Men were generally less likely than women to accept vaccines or their employer's recommendation for vaccination, albeit this association was not large. Finally, those with higher income levels and greater trust in government-provided information sources were most likely to accept a vaccine.
The need for appropriate communication interventions
This far-from-universal inclination to accept a COVID-19 vaccine is undoubtedly a cause for concern. Unless we better understand and address the reasons and motives behind it, variation in COVID-19 vaccine coverage between countries may potentially hamper the reinstatement of global connectivity and economic recovery.
"Future vaccine communication interventions should consider the level of scientific and general literacy in sub-populations, identify locally trusted sources of information, and go beyond public announcements that vaccines are safe and effective," said study authors in their medRxiv paper.
"They should also directly address community-specific concerns or misconceptions, historic issues breeding distrust, and be sensitive to predominant religious or philosophical beliefs," they add.
Hence, a careful balance is needed between explaining the necessity of universal vaccine coverage and avoiding any hint of coercion.

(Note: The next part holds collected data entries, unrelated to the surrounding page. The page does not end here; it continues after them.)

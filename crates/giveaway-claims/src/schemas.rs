/*!
# Claim File Schemas

Record layouts shared by the `build`, `verify` and `generate-fixtures`
commands:
- the flat claims CSV (input)
- the per-claim proof records (output, JSON)

Amounts and token ids are written as decimal strings so that values above
2^53 survive JSON tooling unchanged.
*/

use giveaway_merkle::{
    parse_address, parse_salt, parse_uint, Claim, ClaimWithProof, Entitlement, Proof,
    SaltedClaim, TokenType, B256,
};
use serde::{Deserialize, Serialize};
use serde_json::Value;

use crate::errors::{ClaimsIoError, ClaimsIoResult};

// ================================================================================================
// Claims CSV Schema
// ================================================================================================

/// Expected headers for a claims CSV in exact order
pub const CLAIMS_CSV_HEADERS: &[&str] = &["recipient", "contract", "token_id", "amount"];

/// One entitlement row of a claims CSV.
///
/// Rows sharing a recipient are merged into a single claim. `token_id` may be
/// left empty for fungible tokens.
#[derive(Debug, Clone, Serialize, Deserialize, PartialEq, Eq)]
pub struct ClaimsCsvRow {
    pub recipient: String,
    pub contract: String,
    #[serde(default)]
    pub token_id: String,
    pub amount: String,
}

// ================================================================================================
// Proof File Schema
// ================================================================================================

#[derive(Debug, Clone, Serialize, Deserialize, PartialEq, Eq)]
#[serde(rename_all = "camelCase")]
pub struct EntitlementRecord {
    pub contract_address: String,
    pub id: String,
    pub amount: String,
}

/// Everything a recipient needs to redeem: the claim exactly as it was
/// hashed, its salt and its proof.
#[derive(Debug, Clone, Serialize, Deserialize, PartialEq, Eq)]
#[serde(rename_all = "camelCase")]
pub struct ClaimProofRecord {
    pub index: u64,

    /// EIP-55 checksummed recipient
    pub to: String,

    pub entitlements: Vec<EntitlementRecord>,

    /// 32-byte salt, `0x`-prefixed hex
    pub salt: String,

    /// Sibling hashes, `0x`-prefixed hex, leaf level first
    pub proof: Vec<String>,

    #[serde(default, skip_serializing_if = "Option::is_none")]
    pub positions: Option<Vec<bool>>,
}

impl From<&ClaimWithProof> for ClaimProofRecord {
    fn from(entry: &ClaimWithProof) -> Self {
        let claim = &entry.claim.claim;
        Self {
            index: claim.index,
            to: claim.recipient.to_checksum(None),
            entitlements: claim
                .entitlements
                .iter()
                .map(|entitlement| EntitlementRecord {
                    contract_address: entitlement.token.contract.to_checksum(None),
                    id: entitlement.token.token_id.to_string(),
                    amount: entitlement.amount.to_string(),
                })
                .collect(),
            salt: format_b256(&entry.claim.salt),
            proof: entry.proof.siblings.iter().map(format_b256).collect(),
            positions: entry.proof.positions.clone(),
        }
    }
}

impl ClaimProofRecord {
    /// Rebuild the salted claim this record was written from.
    ///
    /// Entitlements are taken in file order; a record whose entitlements were
    /// reordered by hand hashes to a different leaf.
    pub fn to_salted_claim(&self) -> ClaimsIoResult<SaltedClaim> {
        let recipient = parse_address(&self.to).map_err(|e| self.invalid("to", e))?;
        let salt = parse_salt(&self.salt).map_err(|e| self.invalid("salt", e))?;

        let entitlements = self
            .entitlements
            .iter()
            .map(|record| {
                let contract = parse_address(&record.contract_address)
                    .map_err(|e| self.invalid("contractAddress", e))?;
                let token_id = parse_uint(&Value::String(record.id.clone()))
                    .map_err(|e| self.invalid("id", e))?;
                let amount = parse_uint(&Value::String(record.amount.clone()))
                    .map_err(|e| self.invalid("amount", e))?;
                Ok(Entitlement {
                    token: TokenType::new(contract, token_id),
                    amount,
                })
            })
            .collect::<ClaimsIoResult<Vec<_>>>()?;

        let claim = Claim {
            index: self.index,
            recipient,
            entitlements,
            salt: Some(salt),
        };
        Ok(SaltedClaim::new(claim, salt))
    }

    /// Proof for the leaf this record hashes to.
    pub fn to_proof(&self) -> ClaimsIoResult<Proof> {
        let siblings = self
            .proof
            .iter()
            .map(|hash| parse_salt(hash).map_err(|e| self.invalid("proof", e)))
            .collect::<ClaimsIoResult<Vec<_>>>()?;

        Ok(Proof {
            leaf: self.to_salted_claim()?.leaf(),
            siblings,
            positions: self.positions.clone(),
        })
    }

    fn invalid(&self, field: &str, reason: String) -> ClaimsIoError {
        ClaimsIoError::InvalidFormat(format!(
            "Proof record {}: field `{}`: {}",
            self.index, field, reason
        ))
    }
}

/// Re-hash a proof record and check that its proof folds to `root`.
pub fn verify_record(record: &ClaimProofRecord, root: &B256) -> ClaimsIoResult<bool> {
    Ok(record.to_proof()?.verify(root))
}

// ================================================================================================
// Hex helpers
// ================================================================================================

pub fn format_b256(hash: &B256) -> String {
    format!("0x{}", hex::encode(hash))
}
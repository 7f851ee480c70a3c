use giveaway_merkle::BuildConfig;
use serde::{Deserialize, Serialize};
use std::fs;
use std::path::{Path, PathBuf};

use crate::error::CliResult;

/// Default artifact directory, relative to the working directory
pub const DEFAULT_OUT_DIR: &str = "./secret/multi-giveaway";

/// Giveaway configuration file structure (YAML).
///
/// Every field is optional; command-line flags take precedence.
///
/// ```yaml
/// name: summer_drop
/// network: sepolia
/// chain_id: 11155111
/// live: false
/// build:
///   duplicate_policy: allow
///   proof_format: positional
/// ```
#[derive(Debug, Clone, Default, PartialEq, Serialize, Deserialize)]
#[serde(default)]
pub struct GiveawayConfig {
    /// Giveaway name, used in artifact file names
    pub name: Option<String>,

    /// Network name, used as the artifact subdirectory
    pub network: Option<String>,

    pub chain_id: Option<u64>,

    /// Production network: salts come from the OS random number generator
    pub live: bool,

    /// Seed for derived salts on test networks (32 bytes of hex)
    pub seed: Option<String>,

    pub out_dir: Option<PathBuf>,

    pub build: BuildConfig,
}

impl GiveawayConfig {
    pub fn load<P: AsRef<Path>>(path: P) -> CliResult<Self> {
        let contents = fs::read_to_string(path)?;
        Ok(serde_yaml::from_str(&contents)?)
    }
}
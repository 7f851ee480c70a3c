use alloy_primitives::B256;
use thiserror::Error;

pub type ClaimTreeResult<T> = Result<T, ClaimTreeError>;

/// Errors raised while compiling a claim set into a tree.
///
/// Every variant aborts the whole build. A root is only ever produced for a
/// claim set in which every claim was accepted.
#[derive(Error, Debug, Clone, PartialEq, Eq)]
pub enum ClaimTreeError {
    #[error("Invalid claim data at index {index}: {reason}")]
    ClaimData { index: u64, reason: String },

    #[error("Salt collision for claim {index}")]
    SaltCollision { index: u64 },

    #[error("Duplicate leaf {leaf}")]
    DuplicateLeaf { leaf: B256 },

    #[error("Claim set is empty")]
    EmptyClaimSet,

    #[error("Leaf {leaf} not found in tree")]
    LeafNotFound { leaf: B256 },

    #[error("Proof for leaf {leaf} does not fold to the tree root")]
    EncodingMismatch { leaf: B256 },

    #[error("Claim set too large: {count} claims (max: {max})")]
    ClaimSetTooLarge { count: usize, max: usize },
}

impl ClaimTreeError {
    pub(crate) fn claim_data(index: u64, reason: impl Into<String>) -> Self {
        Self::ClaimData {
            index,
            reason: reason.into(),
        }
    }
}
/*!
# Giveaway Merkle

Salted claim trees for multi-token giveaways.

A giveaway contract stores a single root. Each recipient later redeems by
presenting their claim (recipient, entitlements, salt) and a proof; the
contract re-encodes the claim, hashes it, folds the proof and compares the
result with the stored root. This crate produces those roots and proofs,
byte-compatible with that verifier.

## Pipeline

```text
RawClaim --normalize--> Claim --salt--> SaltedClaim --keccak--> leaf
                                                                  |
                                   root + proofs <--tree----------+
```

## Usage

```rust
use giveaway_merkle::{compile_giveaway, BuildConfig, DerivedSalts, RawClaim};

fn example(raw_claims: &[RawClaim]) -> giveaway_merkle::ClaimTreeResult<()> {
    // Reproducible salts for a test network
    let mut salts = DerivedSalts::default();
    let compiled = compile_giveaway(raw_claims, &BuildConfig::default(), &mut salts)?;

    for entry in &compiled.claims {
        assert!(entry.proof.verify(&compiled.root));
    }
    Ok(())
}
```
*/

pub mod claim;
pub mod compiler;
pub mod config;
pub mod error;
pub mod hasher;
pub mod leaf;
pub mod normalizer;
pub mod proof;
pub mod salt;
pub mod tree;

pub use claim::{Claim, Entitlement, RawClaim, RawEntitlement, SaltedClaim, TokenType};
pub use compiler::{
    compile_giveaway, compile_salted_claims, ClaimWithProof, CompiledGiveaway, NO_EXPIRY,
};
pub use config::{BuildConfig, DuplicatePolicy, DEFAULT_MAX_CLAIMS};
pub use error::{ClaimTreeError, ClaimTreeResult};
pub use hasher::GiveawayHasher;
pub use leaf::{encode_claim, hash_claim};
pub use normalizer::{normalize_claim, normalize_claims, parse_address, parse_salt, parse_uint};
pub use proof::{compute_root, verify_proof, Proof, ProofFormat};
pub use salt::{
    assign_salts, DerivedSalts, RandomSalts, SaltSource, DEFAULT_TEST_SEED, MAX_SALT_ATTEMPTS,
};
pub use tree::{ClaimMerkleTree, MerkleNode};

// Re-export the primitive types used throughout the public API
pub use alloy_primitives::{Address, B256, U256};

This is precisely the role of community-based groups that need to be impartial in order to build a foundation for a future COVID-19 vaccine.
In any case, efforts must be scaled up immediately in preparation for the thus far elusive promise of an effective and safe COVID-19 vaccine. At the same time, transparent and consistent communication by government officials is pivotal for public confidence.
medRxiv publishes preliminary scientific reports that are not peer-reviewed and, therefore, should not be regarded as conclusive, guide clinical practice/health-related behavior, or treated as established information.